«Cette réforme compromet tout un écosystème agricole et commercial déjà fragilisé par les tensions commerciales internationales et les effets du changement climatique. » Gouverneure Maura Healey
Boston (Massachusetts), 25 juin 2025 – Par YVES CAJUTE, InfoHaïti.net – Face à l’adoption imminente d’un projet de loi fédéral visant à réduire de manière substantielle le programme d’aide alimentaire SNAP (Supplemental Nutrition Assistance Program), la sénatrice Amy Klobuchar du Minnesota (Membre et chef de file de la minorité de la Commission sénatoriale de l’Agriculture, de la Nutrition et des Forêts) a convoqué ce mercredi une réunion virtuelle de haut avec plusieurs responsables démocrates. Étaient notamment présents les gouverneurs Maura Healey (Massachusetts), Laura Kelly (Kansas), Matt Meyer (Delaware), Andy Beshear (Kentucky), ainsi que la sénatrice Lisa Blunt Rochester (Delaware), tous mobilisés contre une réforme jugée préjudiciable aux populations les plus vulnérables.

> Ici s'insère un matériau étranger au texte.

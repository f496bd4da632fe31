//! `users` command.

use super::{required, split_subcommand, unknown_subcommand, SubcommandList};
use crate::error::ShellError;
use crate::shell::{extract, Command, ExecutionContext, Subcommands};

const USAGE: &str = "users list [--search=<text>] | users get <id>";

static SUBCOMMANDS: SubcommandList = SubcommandList(&["list", "get"]);

pub struct UsersCommand;

impl Command for UsersCommand {
    fn name(&self) -> &str {
        "users"
    }

    fn description(&self) -> &str {
        "List or inspect vault users"
    }

    fn usage(&self) -> &str {
        USAGE
    }

    fn subcommands(&self) -> Option<&dyn Subcommands> {
        Some(&SUBCOMMANDS)
    }

    fn execute(&self, ctx: &mut ExecutionContext<'_>, args: &[String]) -> Result<(), ShellError> {
        let (sub, rest) = split_subcommand(args, USAGE)?;
        let ex = extract(rest);
        match sub {
            "list" => {
                let session = ctx.require_session()?;
                let client = session.client();
                let users = ctx.run(client.list_users(session.token(), ex.flag("search")))??;
                ctx.output.format(&users)
            }
            "get" => {
                let raw = required(&ex.positional, 0, "users get <id>")?;
                let id: i64 = raw
                    .parse()
                    .map_err(|_| ShellError::Parse(format!("user id must be numeric, got '{}'", raw)))?;
                let session = ctx.require_session()?;
                let client = session.client();
                let user = ctx.run(client.get_user(session.token(), id))??;
                ctx.output.format(&user)
            }
            other => Err(unknown_subcommand("users", other, USAGE)),
        }
    }
}
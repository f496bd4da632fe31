//! Shared test utilities for integration tests
//!
//! Provides XDG isolation, an in-memory output buffer and a scripted fake vault
//! client so shell behavior can be exercised without a server.

use async_trait::async_trait;
use pamsh::client::{
    Account, AccountQuery, CcpCredential, ClientSettings, Connector, Credentials, Platform, Safe,
    ServerInfo, User, VaultClient,
};
use pamsh::commands::default_registry;
use pamsh::config::{CcpConfig, ShellConfig};
use pamsh::error::{ApiError, ShellError};
use pamsh::output::{OutputFormat, OutputFormatter};
use pamsh::shell::{LineReader, ReadEvent, Shell};
use parking_lot::Mutex;
use std::collections::VecDeque;
use std::io::Write;
use std::sync::Arc;
use tempfile::TempDir;

/// Global mutex to serialize XDG environment variable access across all tests
static XDG_ENV_MUTEX: std::sync::Mutex<()> = std::sync::Mutex::new(());

/// Environment variable state to restore after test
struct EnvState {
    home: Option<String>,
    xdg_config_home: Option<String>,
    xdg_data_home: Option<String>,
}

impl EnvState {
    fn capture() -> Self {
        Self {
            home: std::env::var("HOME").ok(),
            xdg_config_home: std::env::var("XDG_CONFIG_HOME").ok(),
            xdg_data_home: std::env::var("XDG_DATA_HOME").ok(),
        }
    }

    fn restore(self) {
        restore_var("HOME", self.home);
        restore_var("XDG_CONFIG_HOME", self.xdg_config_home);
        restore_var("XDG_DATA_HOME", self.xdg_data_home);
    }
}

fn restore_var(key: &str, value: Option<String>) {
    match value {
        Some(orig) => std::env::set_var(key, orig),
        None => std::env::remove_var(key),
    }
}

/// Run `f` with HOME, XDG_CONFIG_HOME and XDG_DATA_HOME pointing into `test_dir`.
pub fn with_xdg_env<F, R>(test_dir: &TempDir, f: F) -> R
where
    F: FnOnce() -> R,
{
    let _guard = XDG_ENV_MUTEX.lock().unwrap_or_else(|e| e.into_inner());
    let env_state = EnvState::capture();

    let test_config_home = test_dir.path().join("config");
    let test_data_home = test_dir.path().join("data");
    let test_home = test_dir.path().join("home");
    std::fs::create_dir_all(&test_config_home).unwrap();
    std::fs::create_dir_all(&test_data_home).unwrap();
    std::fs::create_dir_all(&test_home).unwrap();

    std::env::set_var("HOME", test_home.to_str().unwrap());
    std::env::set_var("XDG_CONFIG_HOME", test_config_home.to_str().unwrap());
    std::env::set_var("XDG_DATA_HOME", test_data_home.to_str().unwrap());

    let result = f();

    env_state.restore();
    result
}

/// Writer sharing its bytes with the test.
#[derive(Clone, Default)]
pub struct SharedBuffer(Arc<Mutex<Vec<u8>>>);

impl SharedBuffer {
    pub fn text(&self) -> String {
        String::from_utf8_lossy(&self.0.lock()).to_string()
    }
}

impl Write for SharedBuffer {
    fn write(&mut self, buf: &[u8]) -> std::io::Result<usize> {
        self.0.lock().extend_from_slice(buf);
        Ok(buf.len())
    }

    fn flush(&mut self) -> std::io::Result<()> {
        Ok(())
    }
}

/// Calls observed by the fake client.
#[derive(Default)]
pub struct CallLog {
    pub calls: Vec<String>,
}

/// In-memory vault. Accepts a single user/password pair.
pub struct FakeVault {
    pub log: Arc<Mutex<CallLog>>,
    pub password: String,
    pub accounts: Vec<Account>,
}

impl FakeVault {
    fn record(&self, call: impl Into<String>) {
        self.log.lock().calls.push(call.into());
    }
}

pub const FAKE_TOKEN: &str = "token-123";

pub fn sample_accounts() -> Vec<Account> {
    vec![
        Account {
            id: "12_3".to_string(),
            name: "Operating System-WinDomain-admin".to_string(),
            user_name: Some("admin".to_string()),
            safe_name: "Admins".to_string(),
            platform_id: "WinDomain".to_string(),
            created_time: Some(1_600_000_000),
            ..Default::default()
        },
        Account {
            id: "12_4".to_string(),
            name: "Database-Oracle-sys".to_string(),
            user_name: Some("sys".to_string()),
            safe_name: "DBA".to_string(),
            platform_id: "Oracle".to_string(),
            ..Default::default()
        },
    ]
}

fn check_token(token: &str) -> Result<(), ApiError> {
    if token == FAKE_TOKEN {
        Ok(())
    } else {
        Err(ApiError::Unauthorized("invalid token".to_string()))
    }
}

#[async_trait]
impl VaultClient for FakeVault {
    async fn verify(&self) -> Result<ServerInfo, ApiError> {
        self.record("verify");
        Ok(ServerInfo {
            application_name: "PasswordVault".to_string(),
            server_name: "Vault".to_string(),
            server_id: "1".to_string(),
            authentication_methods: Vec::new(),
        })
    }

    async fn logon(&self, credentials: &Credentials) -> Result<String, ApiError> {
        self.record(format!("logon:{}", credentials.username));
        if credentials.password == self.password {
            Ok(FAKE_TOKEN.to_string())
        } else {
            Err(ApiError::Unauthorized("invalid credentials".to_string()))
        }
    }

    async fn logoff(&self, token: &str) -> Result<(), ApiError> {
        self.record("logoff");
        check_token(token)
    }

    async fn list_accounts(
        &self,
        token: &str,
        query: &AccountQuery,
    ) -> Result<Vec<Account>, ApiError> {
        self.record("list_accounts");
        check_token(token)?;
        let limit = query.limit.map(|l| l as usize).unwrap_or(usize::MAX);
        Ok(self
            .accounts
            .iter()
            .filter(|a| query.safe.as_deref().map_or(true, |s| a.safe_name == s))
            .take(limit)
            .cloned()
            .collect())
    }

    async fn get_account(&self, token: &str, id: &str) -> Result<Account, ApiError> {
        self.record(format!("get_account:{}", id));
        check_token(token)?;
        self.accounts
            .iter()
            .find(|a| a.id == id)
            .cloned()
            .ok_or_else(|| ApiError::NotFound(format!("account {}", id)))
    }

    async fn retrieve_password(
        &self,
        token: &str,
        id: &str,
        _reason: Option<&str>,
    ) -> Result<String, ApiError> {
        self.record(format!("retrieve_password:{}", id));
        check_token(token)?;
        Ok("s3cret".to_string())
    }

    async fn delete_account(&self, token: &str, id: &str) -> Result<(), ApiError> {
        self.record(format!("delete_account:{}", id));
        check_token(token)
    }

    async fn list_safes(&self, token: &str, _search: Option<&str>) -> Result<Vec<Safe>, ApiError> {
        self.record("list_safes");
        check_token(token)?;
        Ok(Vec::new())
    }

    async fn get_safe(&self, token: &str, name: &str) -> Result<Safe, ApiError> {
        self.record(format!("get_safe:{}", name));
        check_token(token)?;
        Err(ApiError::NotFound(format!("safe {}", name)))
    }

    async fn list_users(&self, token: &str, _search: Option<&str>) -> Result<Vec<User>, ApiError> {
        self.record("list_users");
        check_token(token)?;
        Ok(Vec::new())
    }

    async fn get_user(&self, token: &str, id: i64) -> Result<User, ApiError> {
        self.record(format!("get_user:{}", id));
        check_token(token)?;
        Err(ApiError::NotFound(format!("user {}", id)))
    }

    async fn list_platforms(
        &self,
        token: &str,
        _active_only: bool,
    ) -> Result<Vec<Platform>, ApiError> {
        self.record("list_platforms");
        check_token(token)?;
        Ok(Vec::new())
    }

    async fn fetch_ccp_credential(&self, _ccp: &CcpConfig) -> Result<CcpCredential, ApiError> {
        self.record("fetch_ccp_credential");
        Ok(CcpCredential {
            content: self.password.clone(),
            user_name: Some("ccp-user".to_string()),
            address: None,
        })
    }
}

/// Connector handing out one shared [`FakeVault`].
pub struct FakeConnector {
    pub vault: Arc<FakeVault>,
}

impl Connector for FakeConnector {
    fn connect(&self, settings: &ClientSettings) -> Result<Arc<dyn VaultClient>, ApiError> {
        if settings.server.is_empty() {
            return Err(ApiError::Config("No server configured".to_string()));
        }
        let client: Arc<dyn VaultClient> = self.vault.clone();
        Ok(client)
    }
}

/// A shell wired to a fake vault with captured stdout/stderr.
pub struct TestShell {
    pub shell: Shell,
    pub out: SharedBuffer,
    pub err: SharedBuffer,
    pub log: Arc<Mutex<CallLog>>,
}

impl TestShell {
    pub fn new() -> Self {
        let config = ShellConfig {
            server: "https://vault.test".to_string(),
            ..ShellConfig::default()
        };
        Self::with_config(config)
    }

    pub fn with_config(config: ShellConfig) -> Self {
        let log = Arc::new(Mutex::new(CallLog::default()));
        let vault = Arc::new(FakeVault {
            log: Arc::clone(&log),
            password: "secret".to_string(),
            accounts: sample_accounts(),
        });
        let out = SharedBuffer::default();
        let err = SharedBuffer::default();
        let format = config.output_format();
        let shell = Shell::new(default_registry(), config, Box::new(FakeConnector { vault }))
            .unwrap()
            .with_output(OutputFormatter::with_sink(format, Box::new(out.clone())))
            .with_error_sink(Box::new(err.clone()));
        Self {
            shell,
            out,
            err,
            log,
        }
    }

    pub fn calls(&self) -> Vec<String> {
        self.log.lock().calls.clone()
    }

    pub fn format(&self) -> OutputFormat {
        self.shell.output().format_kind()
    }
}

/// Replays a fixed list of read events.
pub struct ScriptedReader {
    events: VecDeque<ReadEvent>,
    pub prompts: Vec<String>,
}

impl ScriptedReader {
    pub fn new(events: Vec<ReadEvent>) -> Self {
        Self {
            events: events.into(),
            prompts: Vec::new(),
        }
    }

    pub fn lines(lines: &[&str]) -> Self {
        Self::new(lines.iter().map(|l| ReadEvent::Line(l.to_string())).collect())
    }
}

impl LineReader for ScriptedReader {
    fn read_line(&mut self, prompt: &str) -> Result<ReadEvent, ShellError> {
        self.prompts.push(prompt.to_string());
        Ok(self.events.pop_front().unwrap_or(ReadEvent::Eof))
    }
}

/// Numbered lines as produced by the script reader.
pub fn numbered(lines: &[&str]) -> Vec<(usize, String)> {
    lines
        .iter()
        .enumerate()
        .map(|(i, l)| (i + 1, l.to_string()))
        .collect()
}
//! `platforms` command.

use super::{split_subcommand, unknown_subcommand, SubcommandList};
use crate::error::ShellError;
use crate::shell::{extract, Command, ExecutionContext, Subcommands};

const USAGE: &str = "platforms list [--active]";

static SUBCOMMANDS: SubcommandList = SubcommandList(&["list"]);

pub struct PlatformsCommand;

impl Command for PlatformsCommand {
    fn name(&self) -> &str {
        "platforms"
    }

    fn description(&self) -> &str {
        "List account platforms"
    }

    fn usage(&self) -> &str {
        USAGE
    }

    fn subcommands(&self) -> Option<&dyn Subcommands> {
        Some(&SUBCOMMANDS)
    }

    fn execute(&self, ctx: &mut ExecutionContext<'_>, args: &[String]) -> Result<(), ShellError> {
        let (sub, rest) = split_subcommand(args, USAGE)?;
        match sub {
            "list" => {
                let active_only = extract(rest).bool_flag("active");
                let session = ctx.require_session()?;
                let client = session.client();
                let platforms = ctx.run(client.list_platforms(session.token(), active_only))??;
                ctx.output.format(&platforms)
            }
            other => Err(unknown_subcommand("platforms", other, USAGE)),
        }
    }
}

Des coupes budgétaires d’ampleur nationale
Dans son intervention liminaire, la sénatrice Klobuchar a mis en garde contre l’impact considérable du texte examiné par le Congrès. Selon les estimations du Congressional Budget Office, les réductions envisagées priveraient directement quatre millions de personnes de toute aide alimentaire, dont un million de personnes âgées, 800 000 parents d’enfants scolarisés, et 1,4 million de résidents vivant dans des zones économiquement sinistrées.

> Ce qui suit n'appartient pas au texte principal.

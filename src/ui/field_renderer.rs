//! Field rendering utilities for the intake form

use crate::state::{FieldValue, FormField};
use ratatui::{
    layout::Rect,
    style::{Color, Style},
    text::{Line, Span},
    widgets::{Block, Borders, Paragraph},
    Frame,
};

/// Draw a form field from the domain layer
pub fn draw_field(frame: &mut Frame, area: Rect, field: &FormField, is_active: bool) {
    let (style, border_style) = if is_active {
        (
            Style::default().fg(Color::White),
            Style::default().fg(Color::Cyan),
        )
    } else if field.read_only {
        (
            Style::default().fg(Color::DarkGray),
            Style::default().fg(Color::DarkGray),
        )
    } else {
        (
            Style::default().fg(Color::Gray),
            Style::default().fg(Color::DarkGray),
        )
    };

    let display_value = field.display_value();
    let is_placeholder =
        matches!(field.value, FieldValue::DocumentSelect(None)) || display_value.is_empty();
    let value_style = if is_placeholder {
        style.fg(Color::DarkGray)
    } else {
        style
    };

    let cursor = if is_active && !field.read_only { "▌" } else { "" };

    let content = Paragraph::new(Line::from(vec![
        Span::styled(display_value, value_style),
        Span::styled(cursor, Style::default().fg(Color::Cyan)),
    ]));

    let mut title = format!(" {} ", field.label);
    if field.read_only && !is_active {
        title.push_str("(solo lectura) ");
    }

    let block = Block::default()
        .title(title)
        .borders(Borders::ALL)
        .border_style(border_style);

    frame.render_widget(content.block(block), area);
}

/// Draw a one-line validation error under a field
pub fn draw_field_error(frame: &mut Frame, area: Rect, message: &str) {
    let line = Line::from(Span::styled(
        format!("  ⚠ {message}"),
        Style::default().fg(Color::Red),
    ));
    frame.render_widget(Paragraph::new(line), area);
}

Le programme SNAP, qui constitue actuellement un soutien alimentaire fondamental pour environ 42 millions d’Américains, est au cœur du dispositif fédéral de lutte contre l’insécurité alimentaire. Parmi les bénéficiaires figurent notamment 16 millions d’enfants, 8 millions de personnes âgées, 4 millions de personnes en situation de handicap et 1,2 million de vétérans.
La sénatrice a également rappelé qu’une majorité d’Américains s’opposent à cette réforme : selon un récent sondage publié par Fox News, 60 % des citoyens y sont défavorables, et deux tiers estiment qu’elle nuira directement à leur famille.

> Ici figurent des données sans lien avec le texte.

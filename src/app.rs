//! Application controller
//!
//! Owns the workflow state and the webhook client, dispatches key events,
//! and runs the consult/submit orchestration. Rendering lives in `ui/` and
//! only reads what this module exposes.

use anyhow::Result;
use chrono::Utc;
use crossterm::event::{KeyCode, KeyEvent};
use std::time::Instant;
use tracing::{info, warn};

use crate::branding;
use crate::config::TuiConfig;
use crate::link::TableLink;
use crate::state::{AppState, Focus, NoticeKind, BUTTON_CONSULT, BUTTON_SUBMIT};
use crate::webhook::{ConsultOutcome, HttpWebhookClient, SubmissionRequest, WebhookApi};

pub struct App {
    /// Current workflow state
    pub state: AppState,
    /// The parsed table link; immutable for the session
    pub link: TableLink,
    /// Phone flagged by a submit attempt (covers the empty case the live
    /// length check does not)
    pub phone_flagged: bool,
    /// Webhook client for the two endpoints
    webhook: Box<dyn WebhookApi>,
    /// Whether the app should quit
    quit: bool,
}

impl App {
    /// Create a new App instance. The admission gate runs here, exactly
    /// once; an expired link makes the whole session inert.
    pub fn new(link: TableLink, config: &TuiConfig) -> Self {
        let webhook = Box::new(HttpWebhookClient::new(config));
        Self::with_webhook(link, webhook)
    }

    fn with_webhook(link: TableLink, webhook: Box<dyn WebhookApi>) -> Self {
        let link_valid = link.is_valid_at(Utc::now());
        if !link_valid {
            info!("Link outside its admission window, session is inert");
        }

        Self {
            state: AppState::new(&link, link_valid),
            link,
            phone_flagged: false,
            webhook,
            quit: false,
        }
    }

    /// Check if app should quit
    pub fn should_quit(&self) -> bool {
        self.quit
    }

    /// Venue title for the header, from the link origin
    pub fn venue(&self) -> &'static str {
        branding::venue_for_host(self.link.host.as_deref())
    }

    /// Per-frame upkeep: drop notices that outlived their TTL
    pub fn tick(&mut self) {
        self.state.expire_notices(Instant::now());
    }

    /// Whether the phone field should render an error
    pub fn phone_error_visible(&self) -> bool {
        self.state.form.phone_error() || self.phone_flagged
    }

    /// Handle a key event
    pub async fn handle_key(&mut self, key: KeyEvent) -> Result<()> {
        // Terminal state: the expiry screen only quits
        if self.state.phase.is_expired() {
            if matches!(key.code, KeyCode::Esc | KeyCode::Char('q')) {
                self.quit = true;
            }
            return Ok(());
        }

        // Sticky notices are modal until dismissed
        if let Some(notice) = &self.state.notice {
            if matches!(notice.kind, NoticeKind::LookupNoData | NoticeKind::MustConsult) {
                if matches!(key.code, KeyCode::Enter | KeyCode::Esc) {
                    self.state.dismiss_notice();
                }
                return Ok(());
            }
        }

        // In-flight call: affordances are disabled
        if self.state.phase.is_busy() {
            return Ok(());
        }

        let on_buttons = self.state.form.focus == Focus::Buttons;
        let on_select = self.state.form.focus == Focus::DocumentType;

        match key.code {
            KeyCode::Tab | KeyCode::Down => self.state.form.next_focus(),
            KeyCode::BackTab | KeyCode::Up => self.state.form.prev_focus(),
            KeyCode::Left if on_buttons => {
                self.state.form.selected_button = BUTTON_CONSULT;
            }
            KeyCode::Right if on_buttons => {
                self.state.form.selected_button = BUTTON_SUBMIT;
            }
            KeyCode::Left | KeyCode::Right | KeyCode::Char(' ') if on_select => {
                let forward = !matches!(key.code, KeyCode::Left);
                if self.state.form.cycle_document_type(forward) {
                    self.state.document_edited();
                }
            }
            KeyCode::Enter if on_buttons => match self.state.form.selected_button {
                BUTTON_CONSULT => self.run_consult().await,
                _ => self.run_submit().await,
            },
            KeyCode::Enter => self.state.form.next_focus(),
            KeyCode::Char(c) => {
                if self.state.form.input_char(c) {
                    self.state.document_edited();
                }
                if self.state.form.focus == Focus::Phone {
                    self.phone_flagged = false;
                }
            }
            KeyCode::Backspace => {
                if self.state.form.backspace() {
                    self.state.document_edited();
                }
                if self.state.form.focus == Focus::Phone {
                    self.phone_flagged = false;
                }
            }
            _ => {}
        }
        Ok(())
    }

    /// Run the acquirer lookup for the current document fields
    async fn run_consult(&mut self) {
        let Some(document_type) = self.state.form.document_type() else {
            self.state.raise(NoticeKind::LookupNoData);
            return;
        };
        if self.state.form.document_number.is_empty() {
            self.state.raise(NoticeKind::LookupNoData);
            return;
        }
        let document_number = self.state.form.document_number.as_text().to_string();

        let token = self.state.begin_consult();
        let outcome = self.webhook.consult(document_type, &document_number).await;

        match outcome {
            ConsultOutcome::Found { legal_name, email } => {
                info!("Acquirer found (consult #{token})");
                self.state.consult_succeeded(token, &legal_name, &email);
            }
            ConsultOutcome::NotFound => {
                self.state.consult_not_found(token);
            }
        }
    }

    /// Submit the completed request to the back office. Preconditions run
    /// in order; the first failure short-circuits without a network call.
    async fn run_submit(&mut self) {
        if self.state.phase.is_expired() {
            return;
        }
        if !self.state.phase.is_consulted() {
            self.state.raise(NoticeKind::MustConsult);
            return;
        }
        if self.state.form.phone.as_text().len() != 10 {
            self.phone_flagged = true;
            return;
        }
        if self.state.form.email_error().is_some() {
            return;
        }
        // Consulted implies a selected document type
        let Some(document_type) = self.state.form.document_type() else {
            return;
        };

        let request = SubmissionRequest::from_form(&self.state.form, document_type, Utc::now());
        self.state.begin_submit();

        match self.webhook.submit(&request).await {
            Ok(()) => {
                info!("Intake request accepted");
                self.state.submit_succeeded(&self.link);
                self.phone_flagged = false;
            }
            Err(err) => {
                warn!("Submission failed: {err}");
                self.state.submit_failed();
            }
        }
    }
}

Une externalisation des coûts vers les États
Au-delà des réductions fédérales, un des aspects les plus controversés du projet repose sur la dévolution de charges aux gouvernements des États. Comme l’a souligné Amy Klobuchar, 41 États américains sont soumis à des règles de budgets équilibrés. Ces nouvelles responsabilités financières les contraindraient à effectuer des arbitrages difficiles, entre le maintien de l’aide alimentaire et le financement d’autres services publics essentiels comme la santé, l’éducation ou la sécurité.
Dans ce contexte, 23 gouverneurs démocrates ont adressé une lettre officielle au Congrès pour alerter sur les conséquences à long terme de cette réorganisation budgétaire. Selon leur déclaration conjointe, ces mesures « rendent pratiquement impossible toute planification efficace des finances publiques des États ».
Le Massachusetts parmi les États les plus affectés
Prenant la parole au nom du Massachusetts, la gouverneure Maura Healey a exprimé ses vives préoccupations face à l’impact attendu sur sa population. « Près d’un million de résidents du Massachusetts bénéficient actuellement de SNAP, soit environ 15 % de la population de l’État.. Ce soutien représente une enveloppe annuelle de 710 millions de dollars. Sa suppression aurait des conséquences humaines et sociales dramatiques », a-t-elle déclaré.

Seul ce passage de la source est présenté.